WHAT YOU ARE ASKED TO DO: Would you please retype, exactly, the lines of the listing below between the line with "search for (case-insensitive)" and the line with "let sections = match", inclusive?

MATERIAL PROVIDED:

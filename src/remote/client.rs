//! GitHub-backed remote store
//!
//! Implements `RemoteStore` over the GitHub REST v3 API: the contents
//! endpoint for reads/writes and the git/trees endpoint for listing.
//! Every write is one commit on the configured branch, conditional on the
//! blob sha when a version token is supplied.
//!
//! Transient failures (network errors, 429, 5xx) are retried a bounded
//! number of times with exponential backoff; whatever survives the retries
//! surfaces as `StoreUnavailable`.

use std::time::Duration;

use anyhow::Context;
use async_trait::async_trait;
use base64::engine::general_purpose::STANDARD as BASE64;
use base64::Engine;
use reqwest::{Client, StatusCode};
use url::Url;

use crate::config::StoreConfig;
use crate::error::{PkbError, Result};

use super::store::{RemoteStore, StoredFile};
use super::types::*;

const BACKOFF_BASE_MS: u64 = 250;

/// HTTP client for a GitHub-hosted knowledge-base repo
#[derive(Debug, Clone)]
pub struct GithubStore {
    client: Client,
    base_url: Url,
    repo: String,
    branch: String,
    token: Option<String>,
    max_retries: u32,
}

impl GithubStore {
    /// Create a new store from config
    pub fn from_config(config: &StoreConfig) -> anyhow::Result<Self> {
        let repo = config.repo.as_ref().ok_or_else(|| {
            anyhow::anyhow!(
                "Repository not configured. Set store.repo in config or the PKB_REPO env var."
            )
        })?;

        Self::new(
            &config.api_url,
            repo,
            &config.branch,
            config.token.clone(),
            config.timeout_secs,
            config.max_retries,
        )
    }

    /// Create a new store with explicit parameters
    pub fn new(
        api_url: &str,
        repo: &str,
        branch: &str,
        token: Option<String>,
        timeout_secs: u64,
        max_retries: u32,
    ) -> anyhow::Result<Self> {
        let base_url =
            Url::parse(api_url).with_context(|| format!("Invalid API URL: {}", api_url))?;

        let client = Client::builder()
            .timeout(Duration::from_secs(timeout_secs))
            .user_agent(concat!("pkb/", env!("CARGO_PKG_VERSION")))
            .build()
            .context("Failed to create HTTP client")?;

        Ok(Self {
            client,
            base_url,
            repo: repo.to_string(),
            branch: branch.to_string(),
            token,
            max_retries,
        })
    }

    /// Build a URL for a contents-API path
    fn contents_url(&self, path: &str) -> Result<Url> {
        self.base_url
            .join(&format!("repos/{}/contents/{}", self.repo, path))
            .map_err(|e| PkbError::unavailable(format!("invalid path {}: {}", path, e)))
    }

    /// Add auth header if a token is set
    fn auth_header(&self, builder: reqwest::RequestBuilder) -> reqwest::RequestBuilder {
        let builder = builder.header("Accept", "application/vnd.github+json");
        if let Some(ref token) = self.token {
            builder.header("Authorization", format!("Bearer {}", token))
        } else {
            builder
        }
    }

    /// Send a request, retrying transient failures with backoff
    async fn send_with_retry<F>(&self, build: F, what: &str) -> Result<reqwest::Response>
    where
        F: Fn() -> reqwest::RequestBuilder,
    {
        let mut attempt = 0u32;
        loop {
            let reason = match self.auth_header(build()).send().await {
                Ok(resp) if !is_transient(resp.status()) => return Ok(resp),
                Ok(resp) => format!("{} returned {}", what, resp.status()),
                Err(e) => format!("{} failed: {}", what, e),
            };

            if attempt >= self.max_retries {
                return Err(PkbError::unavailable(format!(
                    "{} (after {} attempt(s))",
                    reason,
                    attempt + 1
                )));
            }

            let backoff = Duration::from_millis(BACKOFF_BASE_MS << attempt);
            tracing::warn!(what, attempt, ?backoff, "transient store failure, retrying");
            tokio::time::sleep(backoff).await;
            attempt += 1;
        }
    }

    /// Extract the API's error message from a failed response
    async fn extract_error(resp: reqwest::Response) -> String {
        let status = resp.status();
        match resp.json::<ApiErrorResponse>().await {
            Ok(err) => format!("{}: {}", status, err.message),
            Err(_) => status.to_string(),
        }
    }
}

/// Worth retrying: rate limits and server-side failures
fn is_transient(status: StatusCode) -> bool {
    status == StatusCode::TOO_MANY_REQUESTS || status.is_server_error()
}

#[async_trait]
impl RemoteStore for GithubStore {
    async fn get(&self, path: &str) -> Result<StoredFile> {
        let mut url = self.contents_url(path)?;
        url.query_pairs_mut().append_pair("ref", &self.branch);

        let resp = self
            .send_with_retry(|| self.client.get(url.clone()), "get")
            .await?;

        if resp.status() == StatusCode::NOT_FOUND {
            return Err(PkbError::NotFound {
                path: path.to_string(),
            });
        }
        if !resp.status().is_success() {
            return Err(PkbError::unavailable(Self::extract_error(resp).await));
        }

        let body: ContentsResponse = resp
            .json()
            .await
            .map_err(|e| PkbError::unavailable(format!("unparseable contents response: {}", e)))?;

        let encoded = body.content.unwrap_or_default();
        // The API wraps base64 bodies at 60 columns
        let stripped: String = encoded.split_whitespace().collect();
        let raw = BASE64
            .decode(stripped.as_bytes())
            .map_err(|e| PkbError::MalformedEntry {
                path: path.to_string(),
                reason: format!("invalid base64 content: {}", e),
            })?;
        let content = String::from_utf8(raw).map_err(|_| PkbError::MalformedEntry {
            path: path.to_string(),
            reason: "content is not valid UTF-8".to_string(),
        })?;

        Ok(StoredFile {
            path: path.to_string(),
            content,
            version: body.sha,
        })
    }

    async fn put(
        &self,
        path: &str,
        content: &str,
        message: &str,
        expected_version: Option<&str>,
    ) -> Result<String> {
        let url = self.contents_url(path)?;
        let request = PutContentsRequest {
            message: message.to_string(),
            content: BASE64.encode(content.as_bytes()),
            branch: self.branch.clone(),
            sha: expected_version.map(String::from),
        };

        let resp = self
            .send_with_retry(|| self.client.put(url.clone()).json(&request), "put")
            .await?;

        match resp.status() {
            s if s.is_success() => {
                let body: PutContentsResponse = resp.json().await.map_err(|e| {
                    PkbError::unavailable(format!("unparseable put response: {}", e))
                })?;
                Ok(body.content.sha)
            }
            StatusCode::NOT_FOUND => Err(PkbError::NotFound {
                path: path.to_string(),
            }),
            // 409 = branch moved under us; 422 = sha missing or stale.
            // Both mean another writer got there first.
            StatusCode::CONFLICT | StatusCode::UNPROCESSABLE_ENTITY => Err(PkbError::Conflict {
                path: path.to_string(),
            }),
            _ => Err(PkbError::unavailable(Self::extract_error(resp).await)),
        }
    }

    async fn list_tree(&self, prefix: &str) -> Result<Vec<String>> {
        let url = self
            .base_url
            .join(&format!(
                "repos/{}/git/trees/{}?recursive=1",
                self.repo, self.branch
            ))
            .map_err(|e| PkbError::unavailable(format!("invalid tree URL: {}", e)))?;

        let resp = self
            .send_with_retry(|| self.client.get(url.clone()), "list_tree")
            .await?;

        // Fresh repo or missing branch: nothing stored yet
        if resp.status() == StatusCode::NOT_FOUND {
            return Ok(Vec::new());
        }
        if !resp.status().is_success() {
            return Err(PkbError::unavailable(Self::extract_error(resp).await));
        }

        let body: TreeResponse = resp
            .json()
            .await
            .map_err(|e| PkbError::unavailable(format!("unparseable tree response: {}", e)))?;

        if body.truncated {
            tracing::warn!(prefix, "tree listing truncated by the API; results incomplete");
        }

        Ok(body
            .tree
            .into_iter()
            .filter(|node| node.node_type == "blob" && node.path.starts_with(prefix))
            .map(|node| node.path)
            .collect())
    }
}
* * *
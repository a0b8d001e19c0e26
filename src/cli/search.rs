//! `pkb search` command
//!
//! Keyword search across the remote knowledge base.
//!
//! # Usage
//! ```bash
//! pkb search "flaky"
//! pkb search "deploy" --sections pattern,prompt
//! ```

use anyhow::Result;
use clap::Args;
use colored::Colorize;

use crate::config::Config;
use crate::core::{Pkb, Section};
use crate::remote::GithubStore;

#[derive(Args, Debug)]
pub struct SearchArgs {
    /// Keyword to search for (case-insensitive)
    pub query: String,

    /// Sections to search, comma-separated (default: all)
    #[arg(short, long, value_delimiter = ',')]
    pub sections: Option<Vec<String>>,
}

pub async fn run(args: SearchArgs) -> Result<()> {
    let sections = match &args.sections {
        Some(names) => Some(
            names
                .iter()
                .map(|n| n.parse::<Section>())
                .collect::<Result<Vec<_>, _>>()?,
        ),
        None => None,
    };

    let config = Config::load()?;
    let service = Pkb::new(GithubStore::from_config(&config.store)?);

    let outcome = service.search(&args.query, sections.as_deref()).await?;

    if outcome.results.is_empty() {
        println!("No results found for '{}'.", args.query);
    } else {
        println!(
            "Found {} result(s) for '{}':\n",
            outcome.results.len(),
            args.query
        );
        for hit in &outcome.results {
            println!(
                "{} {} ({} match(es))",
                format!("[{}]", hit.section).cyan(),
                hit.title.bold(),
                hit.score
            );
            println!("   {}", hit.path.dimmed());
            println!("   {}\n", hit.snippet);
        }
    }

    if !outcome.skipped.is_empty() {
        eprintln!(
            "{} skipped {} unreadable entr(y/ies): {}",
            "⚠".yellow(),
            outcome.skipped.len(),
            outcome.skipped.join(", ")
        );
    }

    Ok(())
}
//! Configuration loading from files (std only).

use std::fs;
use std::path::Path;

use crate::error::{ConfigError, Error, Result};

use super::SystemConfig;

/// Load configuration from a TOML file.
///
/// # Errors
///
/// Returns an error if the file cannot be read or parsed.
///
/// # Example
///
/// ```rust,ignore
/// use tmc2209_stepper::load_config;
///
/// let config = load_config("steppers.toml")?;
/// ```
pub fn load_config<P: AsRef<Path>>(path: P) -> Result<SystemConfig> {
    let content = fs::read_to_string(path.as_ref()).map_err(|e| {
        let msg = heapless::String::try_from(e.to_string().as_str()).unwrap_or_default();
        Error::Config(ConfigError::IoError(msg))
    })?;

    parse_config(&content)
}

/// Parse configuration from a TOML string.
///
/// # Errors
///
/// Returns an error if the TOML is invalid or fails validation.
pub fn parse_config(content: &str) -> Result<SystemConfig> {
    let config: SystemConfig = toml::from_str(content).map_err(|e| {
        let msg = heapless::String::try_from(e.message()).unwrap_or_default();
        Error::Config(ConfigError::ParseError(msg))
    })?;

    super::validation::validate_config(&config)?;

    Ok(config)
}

OUTPUT OF THE EXERCISE:
    /// Keyword to search for (case-insensitive)
    pub query: String,

    /// Sections to search, comma-separated (default: all)
    #[arg(short, long, value_delimiter = ',')]
    pub sections: Option<Vec<String>>,
}

pub async fn run(args: SearchArgs) -> Result<()> {
    let sections = match &args.sections {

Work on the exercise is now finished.